Figure 3. Polar auxin transport


Figure 4. Proton pump


Historical stages in the discovery of auxin.
  • In 1880 Charles Darwin observed the gravitaion of canary grass seedlings towards the only source of available light in his study, which was a small window. Together, with his son, they carried out tests to uncover mechanisms involved and subsequently released a book on phototropism, "The Power of Movement in Plants",  in 1881. See http://www.freeinfosociety.com/media/pdf/4790.pdf for a complete copy.
  • Auxin was discovered in 1885 by the German biochemist Ernst Salkowski.
  • In 1913, Peter Boysen-Jensen began investigating signals that cause phototropic responses. His simple experiments, which shows the involvement of chemical messengers, involved removing the seedling tip, placing either mica or geletin on the stump, then replacing the tip. 
  • Arpad Paal, in 1918, showed build up of chemicals on the oppisite side of the plant, which faces away from the light.
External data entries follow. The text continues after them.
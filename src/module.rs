use serde::{Deserialize, Serialize};
use std::cmp::Ordering;
use std::fmt;
use std::path::{Path, PathBuf};
use std::str::FromStr;

use crate::error::{PanelError, Result};

/// Every component kind the panel knows how to install and run.
#[derive(Debug, Clone, Copy, PartialEq, Eq, PartialOrd, Ord, Hash, Serialize, Deserialize)]
#[serde(rename_all = "lowercase")]
pub enum ModuleKind {
    Apache,
    Nginx,
    Php,
    Mysql,
    Postgresql,
    Redis,
}

impl ModuleKind {
    pub const ALL: [ModuleKind; 6] = [
        ModuleKind::Apache,
        ModuleKind::Nginx,
        ModuleKind::Php,
        ModuleKind::Mysql,
        ModuleKind::Postgresql,
        ModuleKind::Redis,
    ];

    pub const BACKGROUND: [ModuleKind; 3] =
        [ModuleKind::Mysql, ModuleKind::Postgresql, ModuleKind::Redis];

    pub fn as_str(&self) -> &'static str {
        match self {
            ModuleKind::Apache => "apache",
            ModuleKind::Nginx => "nginx",
            ModuleKind::Php => "php",
            ModuleKind::Mysql => "mysql",
            ModuleKind::Postgresql => "postgresql",
            ModuleKind::Redis => "redis",
        }
    }

    /// Web servers and PHP cannot be enabled without a selected version.
    pub fn requires_runtime(&self) -> bool {
        matches!(self, ModuleKind::Apache | ModuleKind::Nginx | ModuleKind::Php)
    }

    pub fn is_background(&self) -> bool {
        Self::BACKGROUND.contains(self)
    }

    /// Executable file name without platform suffix.
    pub fn executable_name(&self) -> &'static str {
        match self {
            ModuleKind::Apache => "httpd",
            ModuleKind::Nginx => "nginx",
            ModuleKind::Php => "php-cgi",
            ModuleKind::Mysql => "mysqld",
            ModuleKind::Postgresql => "postgres",
            ModuleKind::Redis => "redis-server",
        }
    }

    /// Sub-directories of an install root that may hold the executable, in lookup order.
    fn executable_dirs(&self) -> &'static [&'static str] {
        match self {
            ModuleKind::Apache => &["bin"],
            ModuleKind::Nginx => &["", "sbin"],
            ModuleKind::Php => &["", "bin"],
            ModuleKind::Mysql | ModuleKind::Postgresql => &["bin"],
            ModuleKind::Redis => &["", "bin"],
        }
    }

    /// Install root of one version directory, following each distribution's archive layout.
    pub fn install_root(&self, version_dir: &Path, version: &str) -> PathBuf {
        let nested = match self {
            ModuleKind::Apache => Some(version_dir.join("Apache24")),
            ModuleKind::Nginx => Some(version_dir.join(format!("nginx-{}", version))),
            _ => None,
        };
        match nested {
            Some(path) if path.is_dir() => path,
            _ => version_dir.to_path_buf(),
        }
    }

    /// Locate the main executable inside an install root.
    ///
    /// Falls back to the first candidate so a missing binary surfaces as a launch failure.
    pub fn locate_executable(&self, install_root: &Path) -> PathBuf {
        locate_tool(install_root, self.executable_dirs(), self.executable_name())
    }
}

/// Find `name` (plus the platform executable suffix) under one of `dirs`.
pub fn locate_tool(install_root: &Path, dirs: &[&str], name: &str) -> PathBuf {
    let file_name = format!("{}{}", name, std::env::consts::EXE_SUFFIX);
    let candidates: Vec<PathBuf> = dirs
        .iter()
        .map(|dir| {
            if dir.is_empty() {
                install_root.join(&file_name)
            } else {
                install_root.join(dir).join(&file_name)
            }
        })
        .collect();

    candidates
        .iter()
        .find(|path| path.is_file())
        .cloned()
        .unwrap_or_else(|| candidates[0].clone())
}

impl fmt::Display for ModuleKind {
    fn fmt(&self, f: &mut fmt::Formatter<'_>) -> fmt::Result {
        f.write_str(self.as_str())
    }
}

impl FromStr for ModuleKind {
    type Err = PanelError;

    fn from_str(s: &str) -> Result<Self> {
        ModuleKind::ALL
            .into_iter()
            .find(|kind| kind.as_str().eq_ignore_ascii_case(s.trim()))
            .ok_or_else(|| PanelError::UnknownModule(s.to_string()))
    }
}

/// One installed version of a module.
#[derive(Debug, Clone, PartialEq, Eq, Serialize, Deserialize)]
pub struct InstallRef {
    pub version: String,
    pub root: PathBuf,
}

impl InstallRef {
    pub fn new(version: impl Into<String>, root: impl Into<PathBuf>) -> Self {
        Self {
            version: version.into(),
            root: root.into(),
        }
    }
}

/// All installed versions of one module kind, as enumerated from disk.
#[derive(Debug, Clone, PartialEq, Eq)]
pub struct ModuleDescriptor {
    pub kind: ModuleKind,
    installed: Vec<InstallRef>,
}

impl ModuleDescriptor {
    pub fn new(kind: ModuleKind, mut installed: Vec<InstallRef>) -> Self {
        installed.sort_by(|a, b| compare_versions(&a.version, &b.version));
        installed.dedup_by(|a, b| a.version == b.version);
        Self { kind, installed }
    }

    pub fn installed(&self) -> &[InstallRef] {
        &self.installed
    }

    pub fn versions(&self) -> impl Iterator<Item = &str> {
        self.installed.iter().map(|i| i.version.as_str())
    }

    pub fn find(&self, version: &str) -> Option<&InstallRef> {
        self.installed.iter().find(|i| i.version == version)
    }

    pub fn latest(&self) -> Option<&InstallRef> {
        self.installed.last()
    }
}

/// Desired state of one module as stored in preferences.
#[derive(Debug, Clone, PartialEq, Eq)]
pub struct ModuleState {
    pub module: ModuleKind,
    pub selected_version: Option<String>,
    pub enabled: bool,
}

/// The PHP runtime capability shared with the web servers that front it.
#[derive(Debug, Clone, PartialEq, Eq, Serialize, Deserialize)]
pub struct PhpBinding {
    pub install: InstallRef,
    pub major: u32,
}

impl PhpBinding {
    pub fn new(install: InstallRef) -> Result<Self> {
        let major = parse_major_version(&install.root)?;
        Ok(Self { install, major })
    }
}

/// Extract the major version from the first `N.N.N` token in the last path component.
pub fn parse_major_version(install_root: &Path) -> Result<u32> {
    let parse_failure = || PanelError::VersionParseFailure {
        path: install_root.to_path_buf(),
    };

    let name = install_root
        .file_name()
        .and_then(|n| n.to_str())
        .ok_or_else(parse_failure)?;

    name.split(|c: char| !(c.is_ascii_digit() || c == '.'))
        .filter_map(|token| {
            let parts: Vec<&str> = token.split('.').collect();
            if parts.len() >= 3 && parts[..3].iter().all(|p| !p.is_empty()) {
                parts[0].parse::<u32>().ok()
            } else {
                None
            }
        })
        .next()
        .ok_or_else(parse_failure)
}

/// Numeric-aware version ordering: "8.10.0" sorts after "8.9.1".
pub fn compare_versions(a: &str, b: &str) -> Ordering {
    let parse = |v: &str| -> Vec<u64> {
        v.split(|c: char| c == '.' || c == '-')
            .map(|part| {
                part.chars()
                    .take_while(|c| c.is_ascii_digit())
                    .collect::<String>()
                    .parse()
                    .unwrap_or(0)
            })
            .collect()
    };

    parse(a).cmp(&parse(b)).then_with(|| a.cmp(b))
}

#[cfg(test)]
mod tests {
    use super::*;

    #[test]
    fn module_names_round_trip() {
        for kind in ModuleKind::ALL {
            assert_eq!(kind.as_str().parse::<ModuleKind>().unwrap(), kind);
        }
        assert!("tomcat".parse::<ModuleKind>().is_err());
        assert_eq!("PHP".parse::<ModuleKind>().unwrap(), ModuleKind::Php);
    }

    #[test]
    fn major_version_from_install_path() {
        assert_eq!(parse_major_version(Path::new("/opt/bin/php/8.2.12")).unwrap(), 8);
        assert_eq!(
            parse_major_version(Path::new("/opt/bin/php/php-7.4.33-nts")).unwrap(),
            7
        );
        assert!(matches!(
            parse_major_version(Path::new("/opt/bin/php/latest")),
            Err(PanelError::VersionParseFailure { .. })
        ));
        assert!(parse_major_version(Path::new("/opt/bin/php/8.2")).is_err());
    }

    #[test]
    fn php_binding_reads_major_from_install_dir() {
        let php8 = PhpBinding::new(InstallRef::new("8.2.12", "/x/php/8.2.12")).unwrap();
        let php7 = PhpBinding::new(InstallRef::new("7.4.33", "/x/php/7.4.33")).unwrap();
        assert_eq!(php8.major, 8);
        assert_eq!(php7.major, 7);
    }

    #[test]
    fn versions_sort_numerically() {
        let descriptor = ModuleDescriptor::new(
            ModuleKind::Php,
            vec![
                InstallRef::new("8.10.0", "/a"),
                InstallRef::new("8.2.12", "/b"),
                InstallRef::new("7.4.33", "/c"),
            ],
        );
        let versions: Vec<&str> = descriptor.versions().collect();
        assert_eq!(versions, vec!["7.4.33", "8.2.12", "8.10.0"]);
        assert_eq!(descriptor.latest().unwrap().version, "8.10.0");
    }

    #[test]
    fn install_root_uses_nested_distribution_dir() {
        let dir = tempfile::tempdir().unwrap();
        let version_dir = dir.path().join("2.4.58");
        std::fs::create_dir_all(version_dir.join("Apache24")).unwrap();

        assert_eq!(
            ModuleKind::Apache.install_root(&version_dir, "2.4.58"),
            version_dir.join("Apache24")
        );
        assert_eq!(
            ModuleKind::Nginx.install_root(&version_dir, "2.4.58"),
            version_dir
        );
    }
}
He concluded that the tips move this chemical unidirectionally down the shoot.
  • In 1926, the Dutch botanist Firts Went showed diffusion of chemicals through agar blocks that had been in contact with the removed tip of a coleoptile. He proved that phototropic response was caused by chemicals moving from the coleoptile tip down the shoot. He called this chemical auxin. See http://bcs.whfreeman.com/thelifewire/content/chp38/3802002.html for Wents experiment.
  • Auxin was isolated from human urine by Kogl and Haagen-Smit in 1933.